The data side involves two aspects in the process of encoding the local training samples. On the one hand, the data with more dimension or larger data amount can be subjected to dimensionality reduction characterization, that is, the training sample is characterized by the vector with smaller dimension. In another aspect, training samples are perturbed to preserve data privacy.

The characterization process of the training samples may be implemented by an encoding network, for example. The coding network can be an existing coding network, such as bert, or other networks designed according to needs, such as a graph neural network and the like. In the case that the coding network is an existing coding network, it may be a neural network with fixed parameters, or may be non-fixed parameters (network architecture determination, parameters need to be trained). If the coding network is a neural network with non-fixed parameters or a coding network designed according to needs, the model parameters can be adjusted and determined in the process of jointly training the business model.

According to one embodiment, a customized coding network can be adopted in the data characterization process of a single data party. For example, a first party (any one of the data parties) employs a fully connected neural network, a second party employs an adaptive neural network, a third party employs an unsupervised neural network, a fourth party employs an unsupervised neural network, and so on.

In order to further maintain local data privacy, a single data party can also perform differential privacy processing in the data characterization process. Differential privacy (differential privacy) is a means in cryptography that aims to provide a way to maximize the accuracy of data queries while minimizing the chances of identifying their records when querying from a statistical database. A random algorithm M is provided, and PM is a set formed by all possible outputs of M. For any two adjacent data sets D and D' and any subset SM of PMs, if the random algorithm M satisfies: pr [ M (D) epsilon SM]<=e^ε×Pr[M(D＇)∈SM]Algorithm M is then said to provide epsilon-differential privacy protection, where the parameter epsilon is referred to as the privacy protection budget, which balances the degree and accuracy of privacy protection. ε may be generally predetermined. The closer ε is to 0, e^εThe closer to 1, the closer the processing results of the random algorithm to the two neighboring data sets D and D', the stronger the degree of privacy protection.

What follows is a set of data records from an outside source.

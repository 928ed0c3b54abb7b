use std::collections::BTreeMap;

use serde::Serialize;
use tracing::debug;

use super::domain::Property;
use crate::valuation::{Bedrooms, Furnishing, ListingKind, PropertyType};

/// Minimum discount applied by the opportunity view when none is requested.
pub const DEFAULT_MIN_DISCOUNT_PCT: f64 = 50.0;
pub const DEFAULT_PAGE_SIZE: usize = 24;
pub const MAX_PAGE_SIZE: usize = 100;

/// Page size bounds applied when parsing query parameters.
#[derive(Debug, Clone, Copy, PartialEq, Eq)]
pub struct QueryLimits {
    pub default_page_size: usize,
    pub max_page_size: usize,
}

impl QueryLimits {
    pub fn new(default_page_size: usize, max_page_size: usize) -> Self {
        let max_page_size = max_page_size.max(1);
        Self {
            default_page_size: default_page_size.clamp(1, max_page_size),
            max_page_size,
        }
    }
}

impl Default for QueryLimits {
    fn default() -> Self {
        Self::new(DEFAULT_PAGE_SIZE, MAX_PAGE_SIZE)
    }
}

/// A query parameter that could not be interpreted.
#[derive(Debug, Clone, PartialEq, Eq, thiserror::Error)]
#[error("invalid query parameter '{parameter}': {message}")]
pub struct InvalidQueryError {
    pub parameter: &'static str,
    pub message: String,
}

impl InvalidQueryError {
    pub fn new(parameter: &'static str, message: impl Into<String>) -> Self {
        Self {
            parameter,
            message: message.into(),
        }
    }
}

#[derive(Debug, Clone, Copy, PartialEq, Eq)]
pub enum InventoryView {
    Listings,
    Opportunities,
}

#[derive(Debug, Clone, Copy, PartialEq, Eq, Default)]
pub enum SortKey {
    #[default]
    Newest,
    PriceAsc,
    PriceDesc,
    BestValue,
}

impl SortKey {
    pub fn parse(raw: &str) -> Option<Self> {
        match raw.trim().to_ascii_lowercase().replace('-', "_").as_str() {
            "newest" | "date_desc" | "latest" => Some(Self::Newest),
            "price_asc" => Some(Self::PriceAsc),
            "price_desc" => Some(Self::PriceDesc),
            "best_value" | "valuation" => Some(Self::BestValue),
            _ => None,
        }
    }
}

/// Bedroom constraint. `Exactly(0)` also matches studios.
#[derive(Debug, Clone, Copy, PartialEq, Eq)]
pub enum BedroomFilter {
    Studio,
    Exactly(u32),
    AtLeast(u32),
}

impl BedroomFilter {
    pub fn matches(self, bedrooms: Bedrooms) -> bool {
        let count = bedrooms.effective_count();
        match self {
            Self::Studio => count == 0,
            Self::Exactly(wanted) => count == wanted,
            Self::AtLeast(minimum) => count >= minimum,
        }
    }
}

#[derive(Debug, Clone, Copy, PartialEq, Eq)]
pub enum BathroomFilter {
    Exactly(u32),
    AtLeast(u32),
}

impl BathroomFilter {
    pub fn matches(self, bathrooms: u32) -> bool {
        match self {
            Self::Exactly(wanted) => bathrooms == wanted,
            Self::AtLeast(minimum) => bathrooms >= minimum,
        }
    }
}

/// Field-level constraints, combined with AND. `None` means unconstrained.
#[derive(Debug, Clone, Default, PartialEq)]
pub struct PropertyFilters {
    pub city: Option<String>,
    pub property_type: Option<PropertyType>,
    pub listing: Option<ListingKind>,
    pub min_price: Option<f64>,
    pub max_price: Option<f64>,
    pub bedrooms: Option<BedroomFilter>,
    pub bathrooms: Option<BathroomFilter>,
    pub furnishing: Option<Furnishing>,
    pub min_discount: Option<f64>,
}

impl PropertyFilters {
    pub fn matches(&self, property: &Property) -> bool {
        if let Some(city) = &self.city {
            if !property.city.trim().eq_ignore_ascii_case(city.trim()) {
                return false;
            }
        }
        if self.property_type.is_some_and(|wanted| wanted != property.property_type) {
            return false;
        }
        if self.listing.is_some_and(|wanted| wanted != property.listing) {
            return false;
        }
        if self.min_price.is_some_and(|minimum| property.price < minimum) {
            return false;
        }
        if self.max_price.is_some_and(|maximum| property.price > maximum) {
            return false;
        }
        if self.bedrooms.is_some_and(|filter| !filter.matches(property.bedrooms)) {
            return false;
        }
        if self.bathrooms.is_some_and(|filter| !filter.matches(property.bathrooms)) {
            return false;
        }
        if self.furnishing.is_some_and(|wanted| wanted != property.furnishing) {
            return false;
        }
        if let Some(min_discount) = self.min_discount {
            let discount = property
                .valuation
                .as_ref()
                .and_then(|valuation| valuation.assessment)
                .filter(|assessment| assessment.is_undervalued())
                .map(|assessment| assessment.magnitude());
            if !discount.is_some_and(|discount| discount >= min_discount) {
                return false;
            }
        }
        true
    }
}

/// One inventory query, built per request.
#[derive(Debug, Clone, PartialEq)]
pub struct QuerySpec {
    pub view: InventoryView,
    pub search: Option<String>,
    pub filters: PropertyFilters,
    pub sort: SortKey,
    pub page: usize,
    pub page_size: usize,
}

impl QuerySpec {
    pub fn listings(limits: &QueryLimits) -> Self {
        Self {
            view: InventoryView::Listings,
            search: None,
            filters: PropertyFilters::default(),
            sort: SortKey::Newest,
            page: 1,
            page_size: limits.default_page_size,
        }
    }

    pub fn opportunities(limits: &QueryLimits) -> Self {
        Self::listings(limits).into_opportunities()
    }

    /// Restricts the query to undervalued listings ranked by discount.
    pub fn into_opportunities(mut self) -> Self {
        self.view = InventoryView::Opportunities;
        self.sort = SortKey::BestValue;
        if self.filters.min_discount.is_none() {
            self.filters.min_discount = Some(DEFAULT_MIN_DISCOUNT_PCT);
        }
        self
    }

    pub fn with_page(mut self, page: usize, page_size: usize) -> Self {
        self.page = page;
        self.page_size = page_size;
        self
    }

    /// Builds a query from URL parameters.
    ///
    /// Unknown keys and unknown sort values are ignored. Malformed numbers,
    /// unrecognized enum values, and out-of-range paging are rejected.
    pub fn from_params(
        view: InventoryView,
        params: &BTreeMap<String, String>,
        limits: &QueryLimits,
    ) -> Result<Self, InvalidQueryError> {
        let mut spec = Self::listings(limits);
        spec.view = view;

        for (key, raw) in params {
            let value = raw.trim();
            if value.is_empty() {
                continue;
            }

            match key.trim().to_ascii_lowercase().as_str() {
                "search" | "q" => spec.search = Some(value.to_string()),
                "city" => spec.filters.city = Some(value.to_string()),
                "type" | "property_type" => {
                    spec.filters.property_type = Some(
                        PropertyType::parse(value)
                            .ok_or_else(|| unknown_value("type", value))?,
                    )
                }
                "listing" => {
                    spec.filters.listing = Some(
                        ListingKind::parse(value).ok_or_else(|| unknown_value("listing", value))?,
                    )
                }
                "furnishing" => {
                    spec.filters.furnishing = Some(
                        Furnishing::parse(value)
                            .ok_or_else(|| unknown_value("furnishing", value))?,
                    )
                }
                "min_price" => spec.filters.min_price = Some(parse_amount("min_price", value)?),
                "max_price" => spec.filters.max_price = Some(parse_amount("max_price", value)?),
                "bedrooms" | "bedroom" => spec.filters.bedrooms = Some(parse_bedrooms(value)?),
                "bathrooms" | "bathroom" => spec.filters.bathrooms = Some(parse_bathrooms(value)?),
                "min_discount" if view == InventoryView::Opportunities => {
                    spec.filters.min_discount = Some(parse_amount("min_discount", value)?)
                }
                "sort" if view == InventoryView::Opportunities => {
                    debug!(sort = value, "opportunity view ignores sort parameter");
                }
                "sort" => match SortKey::parse(value) {
                    Some(sort) => spec.sort = sort,
                    None => debug!(sort = value, "ignoring unknown sort value"),
                },
                "page" => spec.page = parse_page(value)?,
                "page_size" | "limit" => spec.page_size = parse_page_size(value, limits)?,
                other => debug!(parameter = other, "ignoring unknown query parameter"),
            }
        }

        if let (Some(minimum), Some(maximum)) = (spec.filters.min_price, spec.filters.max_price) {
            if minimum > maximum {
                return Err(InvalidQueryError::new(
                    "min_price",
                    "must not exceed max_price",
                ));
            }
        }

        Ok(match view {
            InventoryView::Listings => spec,
            InventoryView::Opportunities => spec.into_opportunities(),
        })
    }

    /// Text search plus structured filters.
    pub fn matches(&self, property: &Property) -> bool {
        self.matches_search(property) && self.filters.matches(property)
    }

    fn matches_search(&self, property: &Property) -> bool {
        let Some(search) = self.search.as_deref() else {
            return true;
        };
        let needle = search.trim().to_lowercase();
        if needle.is_empty() {
            return true;
        }

        let contains = |haystack: &str| haystack.to_lowercase().contains(&needle);
        contains(&property.city)
            || contains(&property.neighborhood)
            || (self.view == InventoryView::Opportunities && contains(&property.description))
    }
}

fn unknown_value(parameter: &'static str, value: &str) -> InvalidQueryError {
    InvalidQueryError::new(parameter, format!("unrecognized value '{value}'"))
}

fn parse_amount(parameter: &'static str, value: &str) -> Result<f64, InvalidQueryError> {
    let amount = value
        .replace(',', "")
        .parse::<f64>()
        .map_err(|_| InvalidQueryError::new(parameter, format!("'{value}' is not a number")))?;
    if !amount.is_finite() || amount < 0.0 {
        return Err(InvalidQueryError::new(
            parameter,
            "must be a non-negative number",
        ));
    }
    Ok(amount)
}

fn parse_count(parameter: &'static str, value: &str) -> Result<u32, InvalidQueryError> {
    let number = value
        .parse::<f64>()
        .map_err(|_| InvalidQueryError::new(parameter, format!("'{value}' is not a count")))?;
    if !number.is_finite() || number < 0.0 || number.fract() != 0.0 || number > f64::from(u32::MAX)
    {
        return Err(InvalidQueryError::new(parameter, "must be a whole non-negative number"));
    }
    Ok(number as u32)
}

fn parse_bedrooms(value: &str) -> Result<BedroomFilter, InvalidQueryError> {
    if value.eq_ignore_ascii_case("studio") {
        return Ok(BedroomFilter::Studio);
    }
    match value.strip_suffix('+') {
        Some(minimum) => Ok(BedroomFilter::AtLeast(parse_count("bedrooms", minimum.trim())?)),
        None => Ok(BedroomFilter::Exactly(parse_count("bedrooms", value)?)),
    }
}

fn parse_bathrooms(value: &str) -> Result<BathroomFilter, InvalidQueryError> {
    match value.strip_suffix('+') {
        Some(minimum) => Ok(BathroomFilter::AtLeast(parse_count("bathrooms", minimum.trim())?)),
        None => Ok(BathroomFilter::Exactly(parse_count("bathrooms", value)?)),
    }
}

fn parse_page(value: &str) -> Result<usize, InvalidQueryError> {
    match value.parse::<i64>() {
        Ok(page) if page >= 1 => usize::try_from(page)
            .map_err(|_| InvalidQueryError::new("page", "is too large")),
        Ok(_) => Err(InvalidQueryError::new("page", "must be at least 1")),
        Err(_) => Err(InvalidQueryError::new("page", format!("'{value}' is not a page number"))),
    }
}

fn parse_page_size(value: &str, limits: &QueryLimits) -> Result<usize, InvalidQueryError> {
    match value.parse::<i64>() {
        Ok(size) if size < 1 => Err(InvalidQueryError::new("page_size", "must be at least 1")),
        Ok(size) if size as u64 > limits.max_page_size as u64 => Err(InvalidQueryError::new(
            "page_size",
            format!("must not exceed {}", limits.max_page_size),
        )),
        Ok(size) => Ok(size as usize),
        Err(_) => Err(InvalidQueryError::new(
            "page_size",
            format!("'{value}' is not a page size"),
        )),
    }
}

/// Result envelope for one page of an ordered query.
#[derive(Debug, Clone, PartialEq, Serialize)]
pub struct Page<T> {
    pub items: Vec<T>,
    pub total: usize,
    pub page: usize,
    pub page_size: usize,
    pub pages: usize,
    pub has_next: bool,
    pub has_prev: bool,
}

impl<T> Page<T> {
    /// `pages` is never below one, so an empty result reports page 1 of 1.
    pub fn new(items: Vec<T>, total: usize, page: usize, page_size: usize) -> Self {
        let pages = if page_size == 0 {
            1
        } else {
            total.div_ceil(page_size).max(1)
        };

        Self {
            items,
            total,
            page,
            page_size,
            pages,
            has_next: page < pages,
            has_prev: page > 1,
        }
    }

    /// Same page metadata over borrowed items, e.g. wire views.
    pub fn map_ref<'a, U>(&'a self, f: impl FnMut(&'a T) -> U) -> Page<U> {
        Page {
            items: self.items.iter().map(f).collect(),
            total: self.total,
            page: self.page,
            page_size: self.page_size,
            pages: self.pages,
            has_next: self.has_next,
            has_prev: self.has_prev,
        }
    }
}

Differential Privacy by a single data party may also be referred to as Local Differential Privacy (LDP). In the encoding process, a mode of adding disturbance to the intermediate vector can be adopted for performing differential privacy processing. Taking a multilayer neural network as an example, a perturbation vector can be superimposed on a normal output vector of a network with a very static layer number. For machine learning models, for algorithms that satisfy differential privacy, it is desirable that the expectations of model prediction also satisfy the characteristics of differential privacy. In fact, for algorithm A satisfying differential privacy, we are

If this is true, it can be mathematically proven that the following relationship holds:

。

that is to say, for the prediction model, the algorithm satisfying the epsilon-delta difference privacy, the expected value of the model prediction also satisfies the difference privacy, and the influence of the input disturbance on the output result is controllable, so that the model has reliable robustness.

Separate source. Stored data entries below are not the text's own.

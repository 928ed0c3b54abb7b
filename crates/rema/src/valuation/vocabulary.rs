use serde::{Deserialize, Serialize};
use std::collections::HashMap;
use std::fmt;
use std::sync::OnceLock;

#[derive(Debug, Clone, Copy, PartialEq, Eq, Hash, PartialOrd, Ord, Serialize, Deserialize)]
#[serde(rename_all = "snake_case")]
pub enum PropertyType {
    Apartment,
    TownHouse,
    VillaPalace,
    WholeBuilding,
    FarmChalet,
    Studio,
    Land,
    Commercial,
}

impl PropertyType {
    pub const fn ordered() -> [Self; 8] {
        [
            Self::Apartment,
            Self::TownHouse,
            Self::VillaPalace,
            Self::WholeBuilding,
            Self::FarmChalet,
            Self::Studio,
            Self::Land,
            Self::Commercial,
        ]
    }

    pub const fn key(self) -> &'static str {
        match self {
            Self::Apartment => "apartment",
            Self::TownHouse => "town_house",
            Self::VillaPalace => "villa_palace",
            Self::WholeBuilding => "whole_building",
            Self::FarmChalet => "farm_chalet",
            Self::Studio => "studio",
            Self::Land => "land",
            Self::Commercial => "commercial",
        }
    }

    pub const fn label(self) -> &'static str {
        match self {
            Self::Apartment => "Apartment",
            Self::TownHouse => "Town House",
            Self::VillaPalace => "Villa / Palace",
            Self::WholeBuilding => "Whole Building",
            Self::FarmChalet => "Farm / Chalet",
            Self::Studio => "Studio",
            Self::Land => "Land",
            Self::Commercial => "Commercial",
        }
    }

    /// Resolves free-text type names, including listing-site plurals, to a type.
    pub fn parse(raw: &str) -> Option<Self> {
        property_type_map().get(&fold(raw)).copied()
    }

    /// Category the price model was trained on. Several listing types share one.
    pub const fn model_class(self) -> ModelPropertyClass {
        match self {
            Self::Apartment | Self::Studio | Self::Land | Self::Commercial => {
                ModelPropertyClass::Apartment
            }
            Self::TownHouse => ModelPropertyClass::TownHouse,
            Self::VillaPalace => ModelPropertyClass::VillasAndPalaces,
            Self::WholeBuilding => ModelPropertyClass::WholeBuilding,
            Self::FarmChalet => ModelPropertyClass::FarmsAndChalets,
        }
    }
}

impl fmt::Display for PropertyType {
    fn fmt(&self, f: &mut fmt::Formatter<'_>) -> fmt::Result {
        f.write_str(self.key())
    }
}

/// Property classes understood by the trained model.
#[derive(Debug, Clone, Copy, PartialEq, Eq, Hash)]
pub enum ModelPropertyClass {
    Apartment,
    TownHouse,
    VillasAndPalaces,
    WholeBuilding,
    FarmsAndChalets,
}

impl ModelPropertyClass {
    pub const fn label(self) -> &'static str {
        match self {
            Self::Apartment => "apartment",
            Self::TownHouse => "town house",
            Self::VillasAndPalaces => "villas and palaces",
            Self::WholeBuilding => "whole building",
            Self::FarmsAndChalets => "farms and chalets",
        }
    }
}

#[derive(Debug, Clone, Copy, PartialEq, Eq, Hash, PartialOrd, Ord, Serialize, Deserialize)]
#[serde(rename_all = "snake_case")]
pub enum ListingKind {
    Sale,
    Rent,
}

impl ListingKind {
    pub const fn ordered() -> [Self; 2] {
        [Self::Sale, Self::Rent]
    }

    pub const fn key(self) -> &'static str {
        match self {
            Self::Sale => "sale",
            Self::Rent => "rent",
        }
    }

    /// `buy` and `sale` collapse to the same canonical value.
    pub fn parse(raw: &str) -> Option<Self> {
        match fold(raw).as_str() {
            "sale" | "buy" | "sell" | "for sale" | "purchase" => Some(Self::Sale),
            "rent" | "rental" | "lease" | "for rent" => Some(Self::Rent),
            _ => None,
        }
    }
}

impl fmt::Display for ListingKind {
    fn fmt(&self, f: &mut fmt::Formatter<'_>) -> fmt::Result {
        f.write_str(self.key())
    }
}

#[derive(Debug, Clone, Copy, PartialEq, Eq, Hash, Serialize, Deserialize)]
#[serde(rename_all = "snake_case")]
pub enum Furnishing {
    Furnished,
    Unfurnished,
    SemiFurnished,
}

impl Furnishing {
    pub const fn key(self) -> &'static str {
        match self {
            Self::Furnished => "furnished",
            Self::Unfurnished => "unfurnished",
            Self::SemiFurnished => "semi_furnished",
        }
    }

    pub fn parse(raw: &str) -> Option<Self> {
        match fold(raw).as_str() {
            "furnished" | "fully furnished" => Some(Self::Furnished),
            "unfurnished" | "not furnished" => Some(Self::Unfurnished),
            "semi furnished" | "semifurnished" | "semi" | "partially furnished" => {
                Some(Self::SemiFurnished)
            }
            _ => None,
        }
    }

    /// Numeric encoding used by the price model.
    pub const fn level(self) -> f64 {
        match self {
            Self::Unfurnished => 0.0,
            Self::SemiFurnished => 0.5,
            Self::Furnished => 1.0,
        }
    }
}

impl fmt::Display for Furnishing {
    fn fmt(&self, f: &mut fmt::Formatter<'_>) -> fmt::Result {
        f.write_str(self.key())
    }
}

/// Bedroom count, or the `studio` sentinel that listings use instead of zero.
#[derive(Debug, Clone, Copy, PartialEq, Eq, Hash)]
pub enum Bedrooms {
    Studio,
    Count(u32),
}

impl Bedrooms {
    pub fn parse(raw: &str) -> Option<Self> {
        let folded = fold(raw);
        if folded == "studio" {
            return Some(Self::Studio);
        }
        folded.parse::<u32>().ok().map(Self::Count)
    }

    /// Count used for filtering, where a studio is equivalent to zero bedrooms.
    pub const fn effective_count(self) -> u32 {
        match self {
            Self::Studio => 0,
            Self::Count(count) => count,
        }
    }

    /// Numeric encoding used by the price model.
    pub fn model_value(self) -> f64 {
        match self {
            Self::Studio => 0.5,
            Self::Count(count) => f64::from(count),
        }
    }
}

impl fmt::Display for Bedrooms {
    fn fmt(&self, f: &mut fmt::Formatter<'_>) -> fmt::Result {
        match self {
            Self::Studio => f.write_str("studio"),
            Self::Count(count) => write!(f, "{count}"),
        }
    }
}

impl Serialize for Bedrooms {
    fn serialize<S: serde::Serializer>(&self, serializer: S) -> Result<S::Ok, S::Error> {
        serializer.collect_str(self)
    }
}

impl<'de> Deserialize<'de> for Bedrooms {
    fn deserialize<D: serde::Deserializer<'de>>(deserializer: D) -> Result<Self, D::Error> {
        let raw = String::deserialize(deserializer)?;
        Bedrooms::parse(&raw)
            .ok_or_else(|| serde::de::Error::custom(format!("invalid bedroom value '{raw}'")))
    }
}

/// Lowercases, trims, and folds `-`, `_` and `/` separators into single spaces.
pub(crate) fn fold(value: &str) -> String {
    let cleaned = value
        .replace(['\u{feff}', '\u{200b}'], "")
        .replace(['-', '_', '/'], " ");
    cleaned
        .split_whitespace()
        .collect::<Vec<_>>()
        .join(" ")
        .to_lowercase()
}

static PROPERTY_TYPE_MAP: OnceLock<HashMap<String, PropertyType>> = OnceLock::new();

fn property_type_map() -> &'static HashMap<String, PropertyType> {
    PROPERTY_TYPE_MAP.get_or_init(|| {
        const NAME_TO_TYPE: &[(&str, PropertyType)] = &[
            ("apartment", PropertyType::Apartment),
            ("apartments", PropertyType::Apartment),
            ("flat", PropertyType::Apartment),
            ("apt", PropertyType::Apartment),
            ("town house", PropertyType::TownHouse),
            ("town houses", PropertyType::TownHouse),
            ("townhouse", PropertyType::TownHouse),
            ("townhouses", PropertyType::TownHouse),
            ("villa", PropertyType::VillaPalace),
            ("villas", PropertyType::VillaPalace),
            ("palace", PropertyType::VillaPalace),
            ("villa palace", PropertyType::VillaPalace),
            ("villas and palaces", PropertyType::VillaPalace),
            ("whole building", PropertyType::WholeBuilding),
            ("building", PropertyType::WholeBuilding),
            ("buildings", PropertyType::WholeBuilding),
            ("farm", PropertyType::FarmChalet),
            ("farms", PropertyType::FarmChalet),
            ("chalet", PropertyType::FarmChalet),
            ("chalets", PropertyType::FarmChalet),
            ("farm chalet", PropertyType::FarmChalet),
            ("farms and chalets", PropertyType::FarmChalet),
            ("studio", PropertyType::Studio),
            ("studios", PropertyType::Studio),
            ("land", PropertyType::Land),
            ("lands", PropertyType::Land),
            ("plot", PropertyType::Land),
            ("commercial", PropertyType::Commercial),
            ("shop", PropertyType::Commercial),
            ("office", PropertyType::Commercial),
            ("store", PropertyType::Commercial),
            ("warehouse", PropertyType::Commercial),
            ("showroom", PropertyType::Commercial),
        ];

        NAME_TO_TYPE
            .iter()
            .map(|(name, property_type)| (fold(name), *property_type))
            .collect()
    })
}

According to this theory, noise satisfying differential privacy can be added on at least one layer of the local coding model. As shown in fig. 4, the layer of the coding model to which noise is added may be referred to as a noise layer. By means of the noise layer, noise vectors generated according to a predetermined distribution can be superimposed on the current expression vector of the current training sample. Where the noise vector may be generated by a mechanism that satisfies differential privacy.

Generally, the differential privacy may have a laplacian mechanism, a gaussian mechanism, an exponential mechanism, and the like, and in a noise layer of the coding network, a noise vector satisfying the laplacian distribution or the gaussian distribution may be superimposed on a current output vector of the coding network to obtain a disturbed vector, and subsequent processing is continued to obtain a characterization vector. Wherein the dimension of the noise vector is the same as that of the current output vector. For example, as shown in fig. 4, a noise vector may be superimposed on the output vector of the first layer.

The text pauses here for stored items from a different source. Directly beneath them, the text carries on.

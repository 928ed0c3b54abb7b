use std::sync::Arc;

use super::common::*;

use crate::inventory::domain::PropertyId;
use crate::inventory::engine::InventoryQueryEngine;
use crate::inventory::query::{InventoryView, QueryLimits, QuerySpec, SortKey};
use crate::inventory::repository::RepositoryError;
use crate::inventory::store::InMemoryPropertyStore;
use crate::valuation::{Bedrooms, PropertyType};

fn engine_over(properties: Vec<crate::inventory::Property>) -> InventoryQueryEngine<InMemoryPropertyStore> {
    InventoryQueryEngine::new(Arc::new(InMemoryPropertyStore::with_properties(properties)))
}

fn listings() -> QuerySpec {
    QuerySpec::listings(&QueryLimits::default())
}

#[test]
fn pages_past_the_end_are_empty_with_correct_metadata() {
    let engine = engine_over((1..=100).map(listing).collect());

    let fifth = engine.resolve(&listings().with_page(5, 24)).expect("page 5");
    assert_eq!(fifth.total, 100);
    assert_eq!(fifth.pages, 5);
    assert_eq!(fifth.items.len(), 4);
    assert!(!fifth.has_next);
    assert!(fifth.has_prev);

    let sixth = engine.resolve(&listings().with_page(6, 24)).expect("page 6");
    assert!(sixth.items.is_empty());
    assert_eq!(sixth.total, 100);
    assert_eq!(sixth.pages, 5);
    assert!(!sixth.has_next);
}

#[test]
fn consecutive_pages_cover_every_match_once() {
    let mut properties: Vec<_> = (1..=30).map(listing).collect();
    // Shared timestamps force the id tie-break.
    for property in properties.iter_mut().filter(|property| property.id.0 % 3 == 0) {
        property.created_at = epoch();
    }
    let engine = engine_over(properties);

    let mut seen = Vec::new();
    for page in 1..=4 {
        let result = engine.resolve(&listings().with_page(page, 8)).expect("page");
        seen.extend(ids(&result.items));
    }

    let mut sorted = seen.clone();
    sorted.sort_unstable();
    sorted.dedup();
    assert_eq!(seen.len(), 30);
    assert_eq!(sorted.len(), 30);

    let again: Vec<u64> = (1..=4)
        .flat_map(|page| {
            ids(&engine
                .resolve(&listings().with_page(page, 8))
                .expect("page")
                .items)
        })
        .collect();
    assert_eq!(seen, again);
}

#[test]
fn newest_first_breaks_ties_by_id() {
    let mut first = listing(7);
    let mut second = listing(3);
    let newest = listing(5);
    first.created_at = epoch();
    second.created_at = epoch();
    let engine = engine_over(vec![first, second, newest]);

    let page = engine.resolve(&listings()).expect("page");
    assert_eq!(ids(&page.items), vec![5, 3, 7]);
}

#[test]
fn price_sorts_break_ties_by_id() {
    let mut properties: Vec<_> = (1..=4).map(listing).collect();
    properties[0].price = 300.0;
    properties[1].price = 100.0;
    properties[2].price = 300.0;
    properties[3].price = 200.0;
    let engine = engine_over(properties);

    let mut spec = listings();
    spec.sort = SortKey::PriceAsc;
    assert_eq!(ids(&engine.resolve(&spec).expect("page").items), vec![2, 4, 1, 3]);

    spec.sort = SortKey::PriceDesc;
    assert_eq!(ids(&engine.resolve(&spec).expect("page").items), vec![1, 3, 4, 2]);
}

#[test]
fn best_value_ranks_deepest_discount_first() {
    let engine = engine_over(vec![
        listing(1),
        valued(2, 130_000.0, 100_000.0),
        valued(3, 40_000.0, 100_000.0),
        valued(4, 100_000.0, 100_000.0),
        valued(5, 25_000.0, 100_000.0),
        valued(6, 95_000.0, 100_000.0),
    ]);

    let mut spec = listings();
    spec.sort = SortKey::BestValue;
    let page = engine.resolve(&spec).expect("page");

    // -75, -60, then fair/overvalued by percentage, unvalued last.
    assert_eq!(ids(&page.items), vec![5, 3, 6, 4, 2, 1]);
}

#[test]
fn filters_compose_with_and() {
    let mut villa = listing(1);
    villa.property_type = PropertyType::VillaPalace;
    villa.bedrooms = Bedrooms::Count(5);
    villa.price = 240_000.0;
    let mut pricey_villa = villa.clone();
    pricey_villa.id = PropertyId(2);
    pricey_villa.price = 900_000.0;
    let mut irbid_villa = villa.clone();
    irbid_villa.id = PropertyId(3);
    irbid_villa.city = "Irbid".to_string();
    let mut small_villa = villa.clone();
    small_villa.id = PropertyId(4);
    small_villa.bedrooms = Bedrooms::Count(3);
    let apartment = listing(5);

    let engine = engine_over(vec![villa, pricey_villa, irbid_villa, small_villa, apartment]);
    let spec = QuerySpec::from_params(
        InventoryView::Listings,
        &params(&[
            ("city", "amman"),
            ("type", "villa"),
            ("max_price", "500000"),
            ("bedrooms", "4+"),
        ]),
        &QueryLimits::default(),
    )
    .expect("valid query");

    let page = engine.resolve(&spec).expect("page");
    assert_eq!(ids(&page.items), vec![1]);
    assert_eq!(page.total, 1);
}

#[test]
fn search_matches_city_and_neighborhood_case_insensitively() {
    let mut abdoun = listing(1);
    abdoun.neighborhood = "Abdoun".to_string();
    abdoun.description = "garden view".to_string();
    let mut irbid = listing(2);
    irbid.city = "Irbid".to_string();
    let engine = engine_over(vec![abdoun, irbid]);

    let mut spec = listings();
    spec.search = Some("ABD".to_string());
    assert_eq!(ids(&engine.resolve(&spec).expect("page").items), vec![1]);

    spec.search = Some("irb".to_string());
    assert_eq!(ids(&engine.resolve(&spec).expect("page").items), vec![2]);

    spec.search = Some("garden".to_string());
    assert!(engine.resolve(&spec).expect("page").items.is_empty());
}

#[test]
fn opportunity_search_also_reads_descriptions() {
    let mut bargain = valued(1, 30_000.0, 100_000.0);
    bargain.description = "Garden floor, needs work".to_string();
    let engine = engine_over(vec![bargain, valued(2, 20_000.0, 100_000.0)]);

    let mut spec = QuerySpec::opportunities(&QueryLimits::default());
    spec.search = Some("garden".to_string());
    assert_eq!(ids(&engine.resolve(&spec).expect("page").items), vec![1]);
}

#[test]
fn opportunities_require_discount_at_least_minimum() {
    let engine = engine_over(vec![
        valued(1, 50_000.0, 100_000.0),
        valued(2, 51_000.0, 100_000.0),
        valued(3, 20_000.0, 100_000.0),
        valued(4, 150_000.0, 100_000.0),
        listing(5),
    ]);

    let page = engine
        .resolve(&QuerySpec::opportunities(&QueryLimits::default()))
        .expect("page");
    assert_eq!(ids(&page.items), vec![3, 1]);

    let mut relaxed = QuerySpec::opportunities(&QueryLimits::default());
    relaxed.filters.min_discount = Some(10.0);
    let page = engine.resolve(&relaxed).expect("page");
    assert_eq!(ids(&page.items), vec![3, 1, 2]);
    assert!(page
        .items
        .iter()
        .all(|property| property.is_undervalued() && property.predicted_price().is_some()));
}

#[test]
fn vanished_listings_shorten_the_page_without_error() {
    let repository = VanishingRepository {
        inner: InMemoryPropertyStore::with_properties((1..=5).map(listing)),
        vanished: vec![PropertyId(4)],
    };
    let engine = InventoryQueryEngine::new(Arc::new(repository));

    let page = engine.resolve(&listings().with_page(1, 3)).expect("page");
    assert_eq!(ids(&page.items), vec![5, 3]);
    assert_eq!(page.total, 5);
}

#[test]
fn repository_outage_is_reported() {
    let engine = InventoryQueryEngine::new(Arc::new(UnavailableRepository));
    let error = engine.resolve(&listings()).expect_err("outage");
    assert!(matches!(error, RepositoryError::Unavailable(_)));
}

The noise vector may be a vector having the same dimension (hereinafter, n) as the current output vector. Taking the gaussian mechanism as an example, as a specific example, the probability density function of gaussian distribution noise is expressed as:

wherein the content of the first and second substances,

in order to be a predetermined variance, the variance is,

is a predetermined average value. When x is randomly valued for N times, generating a random value satisfying N (

，

) N noise elements of the gaussian distribution. The individual noise elements may constitute a noise vector. It is understood that the mean in the gaussian distribution may control the value to which the fluctuation of the noise element is referenced, and the variance may control the magnitude of the fluctuation of the noise element around the mean. If the mean value is 0, it means that each noise element fluctuates around 0, the variance is 1, and it means that the sum of squares of each noise element does not exceed 1, thereby ensuring that the noise is small enough without affecting the accuracy. Optionally, variance under Gaussian distribution

May be determined by a preset privacy preserving budget (also referred to as a privacy factor) epsilon, e.g. with a variance of epsilon squared, etc.

According to another specific example, under the laplacian mechanism, the distribution of element values in the noise vector may also conform to the laplacian distribution. The expression of the laplacian distribution noise is:

wherein the content of the first and second substances,

being the mean of the laplacian distribution, the mean may take 0 when it is noise to ensure that the noise element fluctuates around 0 (small enough to have little effect on the result). Substituting privacy factor epsilon and sensitivity 1 of Laplace noise into the data processing system

The distribution of Laplace at 1/ε is taken. Where the privacy factor epsilon, also referred to as the privacy protection budget, is used to balance the degree of privacy protection and accuracy. ε may typically be predetermined (e.g., 0.1). Using a preselected random algorithm of

Generating n random values at

Taking the n random values, the Laplace function

N values of (a) can form an n-dimensional noise vector.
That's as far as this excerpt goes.